# MAD RIVER TRIP HELP



## pbrouse (Jun 18, 2013)

Looking to fly fish the mad river in a few weeks and I a have a few questions!
first off is there a campsite on the river or anywhere near?
secondly is there a good place to drop in for a float trip? Really want to throw some big streamers from some monster browns!


----------



## flyman01 (Jan 23, 2013)

I do not believe there are any campgrounds located right on the river, but one that is relatively close is Bass Lake Campgrounds in Springfield. Not sure what you are planning to float in, but I am assuming you are using a canoe or a kayak correct? There are several places you can drag a canoe or kayak into the river and the first place that I would consider is S.R. 36 , 3 miles downstream there is S.R.55, 6-1/2 miles downstream from 55 is Eagle city Rd and then you can pull out behind Kmart which is about 2-1/2 miles downstream from Eagle City Rd.
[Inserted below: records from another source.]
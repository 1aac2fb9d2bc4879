use crate::bib::{Entry, EntryStore, TagField};

/// Filter service the views write back to.
pub trait SelectorService {
    fn toggle_selector(&mut self, field: &str, value: &str);
}

#[derive(Clone, Debug, PartialEq, Eq)]
pub struct Selector {
    pub field: TagField,
    pub value: String,
    /// Locked selectors keep filtering but are left out of tag agreement.
    pub lock: bool,
}

impl Selector {
    pub fn matches(&self, entry: &Entry) -> bool {
        entry.tags(self.field).iter().any(|tag| tag == &self.value)
    }
}

/// Conjunctive tag selectors over an [`EntryStore`].
#[derive(Clone, Debug, Default)]
pub struct Selectors {
    active: Vec<Selector>,
    revision: u64,
}

impl Selectors {
    pub fn active(&self) -> &[Selector] {
        &self.active
    }

    /// Bumped on every change so callers know when to refilter.
    pub fn revision(&self) -> u64 {
        self.revision
    }

    pub fn is_active(&self, field: TagField, value: &str) -> bool {
        self.active
            .iter()
            .any(|selector| selector.field == field && selector.value == value)
    }

    pub fn set_lock(&mut self, index: usize, lock: bool) {
        if let Some(selector) = self.active.get_mut(index)
            && selector.lock != lock
        {
            selector.lock = lock;
            self.revision = self.revision.wrapping_add(1);
        }
    }

    pub fn clear(&mut self) {
        if !self.active.is_empty() {
            self.active.clear();
            self.revision = self.revision.wrapping_add(1);
        }
    }

    /// One score per active selector, `1.0` when the entry matches.
    pub fn similarities(&self, entry: &Entry) -> Vec<f64> {
        self.active
            .iter()
            .map(|selector| if selector.matches(entry) { 1.0 } else { 0.0 })
            .collect()
    }

    /// Marks the entries matching every selector as filtered.
    pub fn apply(&self, store: &mut EntryStore) {
        let ids = store
            .entries()
            .filter(|entry| self.active.iter().all(|selector| selector.matches(entry)))
            .map(|entry| entry.id.clone())
            .collect::<Vec<_>>();
        tracing::debug!(
            selectors = self.active.len(),
            filtered = ids.len(),
            "applied selectors"
        );
        store.set_filtered(ids);
    }
}

impl SelectorService for Selectors {
    fn toggle_selector(&mut self, field: &str, value: &str) {
        let Some(field) = TagField::from_key(field) else {
            tracing::warn!(field, "ignoring selector for unknown field");
            return;
        };

        if let Some(position) = self
            .active
            .iter()
            .position(|selector| selector.field == field && selector.value == value)
        {
            self.active.remove(position);
        } else {
            self.active.push(Selector {
                field,
                value: value.to_owned(),
                lock: false,
            });
        }
        self.revision = self.revision.wrapping_add(1);
    }
}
As you can see, you can determine the distance you want to float, if you put in at any of these locations you will be drifting through good water that hosts big browns.


----------



## pbrouse (Jun 18, 2013)

Okay big streamers size 4 or 6? Black or olive? Any thoughts or go to flies I should use?


----------



## flyman01 (Jan 23, 2013)

Yes, big articulated streamers like
Galloup Zoo Cougar and the Sex Dungeon or flies tied by Mike Schmidt like the Maraceiver, Red Rocket, Drunk and Disorderly, and the Modern Deceiver


----------



## ckfowler (Jul 14, 2008)

Can't go wrong with a cone head crystal bugger.


----------



## pbrouse (Jun 18, 2013)

Okay cool! Thanks guys! Is there a good access point for where to target the larger fish?


----------



## flyman01 (Jan 23, 2013)

Hit close to the banks and any area along the bank that looks undercut and or well shaded. Keep in mind some of the areas are relatively tight when slinging a big streamer, you are going to get a work out stripping streamers but it can be very rewarding. The later part of the day around dusk, browns start actively feeding but presented right during the light hours will produce too.


----------